Canada contributes little or nothing to its own defense

The official NATO estimate of Canada’s defense effort is only 1.33% of GDP. Canada is currently the world’s ninth largest economy, and the most productive major manufacturer committed to unilateral disarmament. A combination of incipient anti-Americanism, which creeps in as early as grade school history education, coupled with a federal government focused narrowly on the material well-being of Canadians, disincentivizes political leadership from spending political capital on international relations. From the perspective of a Canadian, U.S. politics oscillates wildly from expensive international engagement to isolationist hostility against international norms and institutions. Canadians, in contrast, proudly embrace joining international organizations that demand little of it.

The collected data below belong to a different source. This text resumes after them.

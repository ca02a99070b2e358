//! Resetting a thread's bump time to the creation time of one of its posts.
//!
//! The thread update and the audit append are separate repository calls. A failed
//! append is logged and the reset still counts as done.

use std::sync::Arc;

use chrono::{DateTime, Utc};
use tracing::{error, info};

use crate::models::{AuditAction, Id, NewAuditEntry, Post, Thread, UserIdentity};
use crate::repo::{Repo, RepoError};

#[derive(thiserror::Error, Debug, PartialEq, Eq)]
pub enum BumpError {
    #[error("reset bump is disabled")]
    Disabled,
    #[error("param is missing or the value is empty: post_id")]
    MissingParameter,
    #[error("post_id must be a positive integer, got '{0}'")]
    InvalidParameter(String),
    #[error("post {0} not found")]
    PostNotFound(Id),
    #[error("thread {thread_id} for post {post_id} not found")]
    ThreadNotFound { post_id: Id, thread_id: Id },
    #[error("failed to update thread {thread_id}")]
    UpdateFailed { thread_id: Id },
    /// A lookup failed for a reason other than a missing row.
    #[error("internal error")]
    Storage,
}

#[derive(Debug, Clone, PartialEq, Eq)]
pub struct BumpOutcome {
    pub thread_id: Id,
    pub previous_value: DateTime<Utc>,
    pub new_value: DateTime<Utc>,
    /// False when the thread was updated but the audit append failed.
    pub audited: bool,
}

#[derive(Clone)]
pub struct BumpResetOperation {
    repo: Arc<dyn Repo>,
    enabled: bool,
}

impl BumpResetOperation {
    pub fn new(repo: Arc<dyn Repo>, enabled: bool) -> Self {
        Self { repo, enabled }
    }

    pub fn enabled(&self) -> bool {
        self.enabled
    }

    pub async fn execute(
        &self,
        raw_post_id: Option<&str>,
        acting_user: &UserIdentity,
    ) -> Result<BumpOutcome, BumpError> {
        if !self.enabled {
            return Err(BumpError::Disabled);
        }
        let post_id = parse_post_id(raw_post_id)?;

        let post = self.repo.get_post(post_id).await.map_err(|e| match e {
            RepoError::NotFound => BumpError::PostNotFound(post_id),
            other => {
                error!(post_id, "post lookup failed: {other}");
                BumpError::Storage
            }
        })?;
        let thread = self.repo.get_thread(post.thread_id).await.map_err(|e| match e {
            RepoError::NotFound => BumpError::ThreadNotFound { post_id, thread_id: post.thread_id },
            other => {
                error!(post_id, thread_id = post.thread_id, "thread lookup failed: {other}");
                BumpError::Storage
            }
        })?;

        let previous_value = thread.last_activity_at;
        self.repo
            .set_thread_bump(thread.id, post.created_at, post.author_id)
            .await
            .map_err(|e| {
                error!(thread_id = thread.id, post_id, "thread bump update failed: {e}");
                BumpError::UpdateFailed { thread_id: thread.id }
            })?;

        info!(
            thread_id = thread.id,
            post_id,
            actor = acting_user.id,
            last_actor = post.author_id,
            previous = %previous_value,
            bumped_to = %post.created_at,
            "reset thread bump"
        );

        let entry = NewAuditEntry {
            action: AuditAction::ResetPostBump,
            acting_user_id: acting_user.id,
            post_id,
            thread_id: thread.id,
            previous_value,
            new_value: post.created_at,
            context: context_path(&thread, &post),
        };
        let audited = match self.repo.append_audit_entry(entry).await {
            Ok(_) => true,
            Err(e) => {
                error!(thread_id = thread.id, post_id, actor = acting_user.id, "audit append failed after bump reset: {e}");
                false
            }
        };

        Ok(BumpOutcome {
            thread_id: thread.id,
            previous_value,
            new_value: post.created_at,
            audited,
        })
    }
}

/// Blank counts as missing; anything that isn't a positive `i64` is invalid.
pub fn parse_post_id(raw: Option<&str>) -> Result<Id, BumpError> {
    let raw = raw.map(str::trim).filter(|s| !s.is_empty()).ok_or(BumpError::MissingParameter)?;
    match raw.parse::<Id>() {
        Ok(id) if id > 0 => Ok(id),
        _ => Err(BumpError::InvalidParameter(raw.to_string())),
    }
}

/// `/t/{slug}/{thread id}/{post number}`
pub fn context_path(thread: &Thread, post: &Post) -> String {
    format!("/t/{}/{}/{}", thread.slug, thread.id, post.post_number)
}

#[cfg(test)]
mod tests {
    use super::*;

    #[test]
    fn parses_positive_ids() {
        assert_eq!(parse_post_id(Some("42")), Ok(42));
        assert_eq!(parse_post_id(Some(" 7 ")), Ok(7));
    }

    #[test]
    fn missing_and_blank_ids() {
        assert_eq!(parse_post_id(None), Err(BumpError::MissingParameter));
        assert_eq!(parse_post_id(Some("")), Err(BumpError::MissingParameter));
        assert_eq!(parse_post_id(Some("   ")), Err(BumpError::MissingParameter));
    }

    #[test]
    fn invalid_ids() {
        for raw in ["0", "-1", "abc", "4.2", "42abc", "99999999999999999999"] {
            assert_eq!(
                parse_post_id(Some(raw)),
                Err(BumpError::InvalidParameter(raw.to_string())),
                "{raw}"
            );
        }
    }

    #[test]
    fn builds_context_path() {
        let now = Utc::now();
        let thread = Thread {
            id: 5,
            slug: "demo".into(),
            title: "Demo".into(),
            last_activity_at: now,
            last_actor_id: 1,
            last_posted_at: now,
            created_at: now,
        };
        let post = Post { id: 42, thread_id: 5, author_id: 2, post_number: 3, created_at: now };
        assert_eq!(context_path(&thread, &post), "/t/demo/5/3");
    }
}
use crate::models::{AuditAction, AuditEntry};
use crate::routes::{ResetBumpParams, SuccessResponse};
use crate::error::ApiErrorBody;
use utoipa::OpenApi;

#[derive(OpenApi)]
#[openapi(
    paths(
        crate::routes::reset_bump,
        crate::routes::list_reset_logs,
    ),
    components(schemas(
        ResetBumpParams, SuccessResponse, ApiErrorBody, AuditEntry, AuditAction
    )),
    tags(
        (name = "reset_bump", description = "Staff tools for thread bump times"),
    )
)]
pub struct ApiDoc;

The Liberal Party, the current government in Ottawa, has disingenuously and repeated conjured non-existent economic crises to fend off the mantra-like requests of the U.S. ambassador to Canada, David Cohen, for an outline of Canada’s strategy to contribute to the collective defense of democracy. There is plenty of available money in Ottawa: the number of federal public service employees has increased by an unprecedented 40 percent since 2015, to 357,000, with a commensurate 30.9 percent jump in personnel expenditures between just 2019 and 2022. A month’s worth of Russian or Chinese conventional missile volleys fired at Canada’s vulnerable energy sector, would almost certainly be able to inflict more damage than Ottawa’s entire 2024 defense budget of US$ 24.2bn (IISS Military Balance 2024).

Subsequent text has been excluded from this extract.